## WORK TO BE COMPLETED:
Copy each line of the records that holds the string "Wrote".

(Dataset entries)
>>>>
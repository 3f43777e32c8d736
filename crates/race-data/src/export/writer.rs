use std::fs::{self, File};
use std::io::Write;
use std::path::{Path, PathBuf};

use telemetry::{Competitor, ParameterCatalog, Sample};
use tracing::info;

use super::ExportError;

pub const TELEMETRY_FILE: &str = "telemetry_data.csv";
pub const PARAMETER_FILE: &str = "race_parameters.csv";
pub const COMPETITOR_FILE: &str = "competitor_data.csv";

const TELEMETRY_HEADER: [&str; 16] = [
    "time",
    "lap",
    "distance",
    "speed",
    "throttle",
    "brake_pressure",
    "tire_temp_fl",
    "tire_temp_fr",
    "tire_temp_rl",
    "tire_temp_rr",
    "fuel_flow",
    "engine_rpm",
    "drs_active",
    "battery_deployment",
    "gear",
    "steering_angle",
];

const PARAMETER_HEADER: [&str; 4] = ["parameter", "value", "unit", "description"];

const COMPETITOR_HEADER: [&str; 9] = [
    "car_number",
    "position",
    "gap_to_leader",
    "last_lap_time",
    "tire_compound",
    "pit_stops",
    "estimated_speed",
    "fuel_load_estimate",
    "tire_age",
];

const REFERENCE_DISTANCE_COLUMN: &str = "distance_to_reference";

/// Writes the three tables into one output directory.
#[derive(Debug, Clone)]
pub struct CsvExporter {
    dir: PathBuf,
}

impl CsvExporter {
    pub fn new(dir: impl Into<PathBuf>) -> Self {
        Self { dir: dir.into() }
    }

    pub fn dir(&self) -> &Path {
        &self.dir
    }

    pub fn export_telemetry(&self, samples: &[Sample]) -> Result<PathBuf, ExportError> {
        let path = self.create(TELEMETRY_FILE, |file| write_telemetry(samples, file))?;
        info!("Wrote {} telemetry samples to {}", samples.len(), path.display());
        Ok(path)
    }

    pub fn export_parameters(&self, catalog: &ParameterCatalog) -> Result<PathBuf, ExportError> {
        let path = self.create(PARAMETER_FILE, |file| write_parameters(catalog, file))?;
        info!("Wrote {} race parameters to {}", catalog.len(), path.display());
        Ok(path)
    }

    pub fn export_competitors(&self, competitors: &[Competitor]) -> Result<PathBuf, ExportError> {
        let path = self.create(COMPETITOR_FILE, |file| write_competitors(competitors, file))?;
        info!("Wrote {} competitors to {}", competitors.len(), path.display());
        Ok(path)
    }

    fn create(
        &self,
        name: &str,
        write: impl FnOnce(File) -> Result<(), ExportError>,
    ) -> Result<PathBuf, ExportError> {
        fs::create_dir_all(&self.dir)?;
        let path = self.dir.join(name);
        write(File::create(&path)?)?;
        Ok(path)
    }
}

/// Writes telemetry rows: distance to 3 decimals, other real channels to 1.
pub fn write_telemetry<W: Write>(samples: &[Sample], out: W) -> Result<(), ExportError> {
    let mut writer = csv::Writer::from_writer(out);
    writer.write_record(TELEMETRY_HEADER)?;

    for s in samples {
        writer.write_record([
            format!("{:.1}", s.time),
            s.lap.to_string(),
            format!("{:.3}", s.distance),
            format!("{:.1}", s.speed),
            format!("{:.1}", s.throttle),
            format!("{:.1}", s.brake_pressure),
            format!("{:.1}", s.tire_temp_fl),
            format!("{:.1}", s.tire_temp_fr),
            format!("{:.1}", s.tire_temp_rl),
            format!("{:.1}", s.tire_temp_rr),
            format!("{:.1}", s.fuel_flow),
            s.engine_rpm.to_string(),
            u8::from(s.drs_active).to_string(),
            format!("{:.1}", s.battery_deployment),
            s.gear.to_string(),
            format!("{:.1}", s.steering_angle),
        ])?;
    }

    writer.flush()?;
    Ok(())
}

/// Writes parameter rows, rendering each value with its natural formatting.
pub fn write_parameters<W: Write>(catalog: &ParameterCatalog, out: W) -> Result<(), ExportError> {
    let mut writer = csv::Writer::from_writer(out);
    writer.write_record(PARAMETER_HEADER)?;

    for param in catalog.iter() {
        writer.write_record([
            param.name.as_str(),
            param.value.to_string().as_str(),
            param.unit.as_str(),
            param.description.as_str(),
        ])?;
    }

    writer.flush()?;
    Ok(())
}

/// Writes competitor rows. The `distance_to_reference` column is added when
/// any competitor carries a distance.
pub fn write_competitors<W: Write>(competitors: &[Competitor], out: W) -> Result<(), ExportError> {
    let with_distance = competitors
        .iter()
        .any(|c| c.distance_to_reference.is_some());

    let mut writer = csv::Writer::from_writer(out);
    let mut header = COMPETITOR_HEADER.to_vec();
    if with_distance {
        header.push(REFERENCE_DISTANCE_COLUMN);
    }
    writer.write_record(&header)?;

    for c in competitors {
        let mut record = vec![
            c.car_number.to_string(),
            c.position.to_string(),
            format!("{:.2}", c.gap_to_leader),
            format!("{:.3}", c.last_lap_time),
            c.tire_compound.to_string(),
            c.pit_stops.to_string(),
            format!("{:.1}", c.estimated_speed),
            format!("{:.1}", c.fuel_load_estimate),
            c.tire_age.to_string(),
        ];
        if with_distance {
            record.push(
                c.distance_to_reference
                    .map(|d| format!("{:.1}", d))
                    .unwrap_or_default(),
            );
        }
        writer.write_record(&record)?;
    }

    writer.flush()?;
    Ok(())
}

#[cfg(test)]
mod tests {
    use super::*;
    use telemetry::file_parsers::{read_competitors, read_parameters, read_telemetry};
    use telemetry::{ParamValue, RaceParameter, TireCompound};

    fn sample(time: f64, steering_angle: f64) -> Sample {
        Sample {
            time,
            lap: 1,
            distance: 0.0043,
            speed: 44.06,
            throttle: 55.0,
            brake_pressure: 0.0,
            tire_temp_fl: 91.3,
            tire_temp_fr: 90.1,
            tire_temp_rl: 96.2,
            tire_temp_rr: 94.0,
            fuel_flow: 64.5,
            engine_rpm: 7763,
            drs_active: false,
            battery_deployment: 37.2,
            gear: 2,
            steering_angle,
        }
    }

    fn competitor(car_number: u32, distance: Option<f64>) -> Competitor {
        Competitor {
            car_number,
            position: car_number,
            gap_to_leader: 1.2,
            last_lap_time: 78.5,
            tire_compound: TireCompound::Soft,
            pit_stops: 0,
            estimated_speed: 250.0,
            fuel_load_estimate: 100.0,
            tire_age: 12,
            distance_to_reference: distance,
        }
    }

    fn render(write: impl FnOnce(&mut Vec<u8>) -> Result<(), ExportError>) -> String {
        let mut buf = Vec::new();
        write(&mut buf).unwrap();
        String::from_utf8(buf).unwrap()
    }

    #[test]
    fn test_telemetry_formatting() {
        let out = render(|buf| write_telemetry(&[sample(0.0, -3.44)], buf));
        let mut lines = out.lines();

        assert_eq!(lines.next().unwrap(), TELEMETRY_HEADER.join(","));
        assert_eq!(
            lines.next().unwrap(),
            "0.0,1,0.004,44.1,55.0,0.0,91.3,90.1,96.2,94.0,64.5,7763,0,37.2,2,-3.4"
        );
        assert!(lines.next().is_none());
    }

    #[test]
    fn test_parameter_values_keep_their_type() {
        let catalog: ParameterCatalog = vec![
            RaceParameter::new("track_name", "Monaco", "", "Circuit name"),
            RaceParameter::new("total_laps", 78_i64, "laps", "Total race laps"),
            RaceParameter::new("weight_penalty", 0.0003, "factor", "Fuel weight penalty"),
        ]
        .into_iter()
        .collect();

        let out = render(|buf| write_parameters(&catalog, buf));
        assert_eq!(
            out,
            "parameter,value,unit,description\n\
             track_name,Monaco,,Circuit name\n\
             total_laps,78,laps,Total race laps\n\
             weight_penalty,0.0003,factor,Fuel weight penalty\n"
        );
    }

    #[test]
    fn test_competitor_column_count_follows_variant() {
        let basic = render(|buf| write_competitors(&[competitor(1, None)], buf));
        assert_eq!(basic.lines().next().unwrap().split(',').count(), 9);
        assert_eq!(
            basic.lines().nth(1).unwrap(),
            "1,1,1.20,78.500,Soft,0,250.0,100.0,12"
        );

        let extended = render(|buf| write_competitors(&[competitor(1, Some(42.0))], buf));
        assert!(extended.lines().next().unwrap().ends_with(",distance_to_reference"));
        assert!(extended.lines().nth(1).unwrap().ends_with(",12,42.0"));
    }

    #[test]
    fn test_exporter_writes_readable_files() {
        let dir = tempfile::tempdir().unwrap();
        let exporter = CsvExporter::new(dir.path().join("out"));

        let samples = vec![sample(0.0, 1.0), sample(0.1, -1.0)];
        let catalog: ParameterCatalog =
            vec![RaceParameter::new("base_downforce", 850_i64, "N", "Base downforce")]
                .into_iter()
                .collect();
        let competitors = vec![competitor(1, Some(120.5)), competitor(2, Some(15.0))];

        let telemetry_path = exporter.export_telemetry(&samples).unwrap();
        let parameter_path = exporter.export_parameters(&catalog).unwrap();
        let competitor_path = exporter.export_competitors(&competitors).unwrap();

        assert_eq!(telemetry_path.file_name().unwrap(), TELEMETRY_FILE);

        let read = read_telemetry(&telemetry_path).unwrap();
        assert_eq!(read.len(), 2);
        assert_eq!(read[0].distance, 0.004);
        assert_eq!(read[1].steering_angle, -1.0);

        let params = read_parameters(&parameter_path).unwrap();
        assert_eq!(params.get("base_downforce").unwrap().value, ParamValue::Int(850));

        let roster = read_competitors(&competitor_path).unwrap();
        assert_eq!(roster, competitors);
    }

    #[test]
    fn test_unwritable_directory_fails() {
        let dir = tempfile::tempdir().unwrap();
        let blocker = dir.path().join("not-a-dir");
        std::fs::write(&blocker, "").unwrap();

        let exporter = CsvExporter::new(&blocker);
        assert!(matches!(
            exporter.export_telemetry(&[]),
            Err(ExportError::Io(_))
        ));
    }
}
<<<<
## SOLUTION TO THIS TASK:
        info!("Wrote {} telemetry samples to {}", samples.len(), path.display());
        info!("Wrote {} race parameters to {}", catalog.len(), path.display());
        info!("Wrote {} competitors to {}", competitors.len(), path.display());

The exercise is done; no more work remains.